A lip-bitten scream erupts within her throat. She tries to keep it in. Her face goes bright red, and tears pour down her face. She keeps screaming like this for nearly a minute. Literally, sixty seconds of pure pain are carved across her face in tortured freeze-frame. She doesn’t blink once, keeps looking right into the camera as the crescendo of pain rises and rises then cascades away, draining the horror from the crevices in her face in tumbling blocks of marbled relief.

Sweat pours down her forehead from inside her hairline. She performs a series of deep, heavy gasps and pants before continuing, “This planet has a limited resource.

“I’m not talking about gold or diamonds or rare-earth elements or carbon, air, water. I’m talking about souls.
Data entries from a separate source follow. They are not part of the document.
//! Pattern records to grid cells.
//!
//! A record becomes a cell only when it carries a full-resolution photo URL;
//! the rest are skipped without comment on the page (the CLI lists them).
//! Each cell hands its lazy image exactly the full URL, the thumbnail URL and
//! the alt text.

use crate::config::{GridConfig, LazyImageConfig};
use crate::lazy_image::{self, LazyImage, LazyImageProps, Viewport};
use crate::types::PatternRecord;
use maud::{Markup, html};

/// One rendered grid cell.
#[derive(Debug, Clone, PartialEq, Eq)]
pub struct GridCell {
    /// `{id}-{index}`, unique even if the API repeats a pattern.
    pub key: String,
    pub image: LazyImageProps,
    pub title: String,
    pub designer: String,
    pub link: String,
}

impl GridCell {
    /// DOM id of the cell's lazy image.
    pub fn element_id(&self) -> String {
        format!("pattern-{}", self.key)
    }

    /// Mount this cell's image in a viewport.
    pub fn mount(&self, viewport: &Viewport, threshold: f64) -> LazyImage {
        LazyImage::mount(viewport, self.element_id(), self.image.clone(), threshold)
    }
}

/// Build cells for every record with a usable photo, preserving order.
pub fn build_cells(records: &[PatternRecord], grid: &GridConfig) -> Vec<GridCell> {
    records
        .iter()
        .enumerate()
        .filter_map(|(index, record)| {
            let full = record.full_image_url()?;
            let photo = record.first_photo.as_ref()?;
            Some(GridCell {
                key: format!("{}-{}", record.id, index),
                image: LazyImageProps::new(
                    full,
                    photo.small_url.clone().unwrap_or_default(),
                    photo.caption.clone().unwrap_or_default(),
                ),
                title: record.name.clone(),
                designer: record.designer_name().to_string(),
                link: format!("{}{}", grid.pattern_link_base, record.permalink),
            })
        })
        .collect()
}

/// Records that produce no cell.
pub fn skipped_records(records: &[PatternRecord]) -> Vec<&PatternRecord> {
    records
        .iter()
        .filter(|r| r.full_image_url().is_none())
        .collect()
}

fn render_cell(cell: &GridCell, lazy: &LazyImageConfig) -> Markup {
    html! {
        div.pattern-cell data-key=(cell.key) {
            (lazy_image::render(&cell.element_id(), &cell.image, lazy.width, lazy.height))
            div.pattern-caption {
                a href=(cell.link) target="_blank" rel="noreferrer" {
                    h2 { (cell.title) }
                }
                @if !cell.designer.is_empty() {
                    h3 { (cell.designer) }
                }
            }
        }
    }
}

/// The grid container. Observer settings ride along as data attributes.
pub fn render_grid(cells: &[GridCell], lazy: &LazyImageConfig) -> Markup {
    html! {
        main.pattern-grid
            data-lazy-threshold=(lazy.threshold)
            data-lazy-root-margin=(lazy.root_margin) {
            @for cell in cells {
                (render_cell(cell, lazy))
            }
        }
        @if cells.is_empty() {
            p.empty-grid { "No patterns with photos matched this search." }
        }
    }
}

#[cfg(test)]
mod tests {
    use super::*;
    use crate::lazy_image::Phase;
    use crate::types::{Designer, Photo};

    fn record(id: u64, full: Option<&str>) -> PatternRecord {
        PatternRecord {
            id,
            name: format!("Pattern {id}"),
            permalink: format!("pattern-{id}"),
            designer: Some(Designer {
                name: "Designer".into(),
            }),
            first_photo: Some(Photo {
                medium2_url: full.map(str::to_string),
                small_url: Some(format!("https://x/{id}-thumb.jpg")),
                caption: None,
            }),
        }
    }

    #[test]
    fn record_without_full_url_gets_no_cell() {
        let records = vec![
            record(1, Some("https://x/1.jpg")),
            record(2, None),
            PatternRecord {
                id: 3,
                first_photo: None,
                ..Default::default()
            },
        ];
        let cells = build_cells(&records, &GridConfig::default());
        assert_eq!(cells.len(), 1);
        assert_eq!(cells[0].key, "1-0");

        let skipped: Vec<u64> = skipped_records(&records).iter().map(|r| r.id).collect();
        assert_eq!(skipped, vec![2, 3]);
    }

    #[test]
    fn cell_carries_urls_alt_and_link() {
        let mut r = record(5, Some("https://x/full.jpg"));
        r.first_photo.as_mut().unwrap().caption = Some("Yoke detail".into());
        let cells = build_cells(&[r], &GridConfig::default());
        let cell = &cells[0];
        assert_eq!(cell.image.src, "https://x/full.jpg");
        assert_eq!(cell.image.thumbnail, "https://x/5-thumb.jpg");
        assert_eq!(cell.image.alt, "Yoke detail");
        assert_eq!(
            cell.link,
            "http://www.ravelry.com/patterns/library/pattern-5"
        );
    }

    #[test]
    fn missing_caption_gives_empty_alt() {
        let cells = build_cells(&[record(1, Some("https://x/1.jpg"))], &GridConfig::default());
        assert_eq!(cells[0].image.alt, "");
    }

    #[test]
    fn keys_use_position_to_stay_unique() {
        let records = vec![
            record(9, Some("https://x/a.jpg")),
            record(9, Some("https://x/a.jpg")),
        ];
        let cells = build_cells(&records, &GridConfig::default());
        assert_eq!(cells[0].key, "9-0");
        assert_eq!(cells[1].key, "9-1");
        assert_ne!(cells[0].element_id(), cells[1].element_id());
    }

    #[test]
    fn mounted_cells_load_independently() {
        let records = vec![
            record(1, Some("https://x/1.jpg")),
            record(2, Some("https://x/2.jpg")),
        ];
        let cells = build_cells(&records, &GridConfig::default());
        let vp = Viewport::new();
        let images: Vec<LazyImage> = cells.iter().map(|c| c.mount(&vp, 0.1)).collect();

        vp.set_visibility(&cells[1].element_id(), 1.0);
        assert_eq!(images[0].phase(), Phase::Pending);
        assert_eq!(images[1].foreground_src().as_deref(), Some("https://x/2.jpg"));

        drop(images);
        assert_eq!(vp.total_watches(), 0);
    }

    #[test]
    fn grid_markup_has_cells_and_observer_settings() {
        let cells = build_cells(&[record(1, Some("https://x/1.jpg"))], &GridConfig::default());
        let html = render_grid(&cells, &LazyImageConfig::default()).into_string();
        assert!(html.contains(r#"data-lazy-threshold="0.1""#));
        assert!(html.contains(r#"id="pattern-1-0""#));
        assert!(html.contains(r#"target="_blank""#));
        assert!(html.contains("<h2>Pattern 1</h2>"));
        assert!(!html.contains("empty-grid"));
    }

    #[test]
    fn empty_grid_shows_notice() {
        let html = render_grid(&[], &LazyImageConfig::default()).into_string();
        assert!(html.contains("empty-grid"));
    }
}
Yes, souls. There’s something about how the Earth is wired such that only ninety billion souls are allowed to exist. Ever. Like there’s some dislocation between time and souls. Eternity is written into the human equation, and we ignore this at our peril. And by souls, I mean neurons, the ability to process, to share information.

“That is fundamentally what a soul is, a converter from starlight to intention. The physical….” she doubles over again like she’s been gut-punched by Stanley Kubrick’s Gunnery Sgt. Hartman.

Asalah has fallen off the shot entirely while the sounds of vomiting can be heard. Asalah is on her side, naked on the carpet of her room, in front of her devoted laptop. Her knees are drawn in. Her forearms wrapped around her shins. Her fingers balled into fists. Her toes curled in like claws. There is a watery puddle of puke in front of her, dangerously close to the laptop.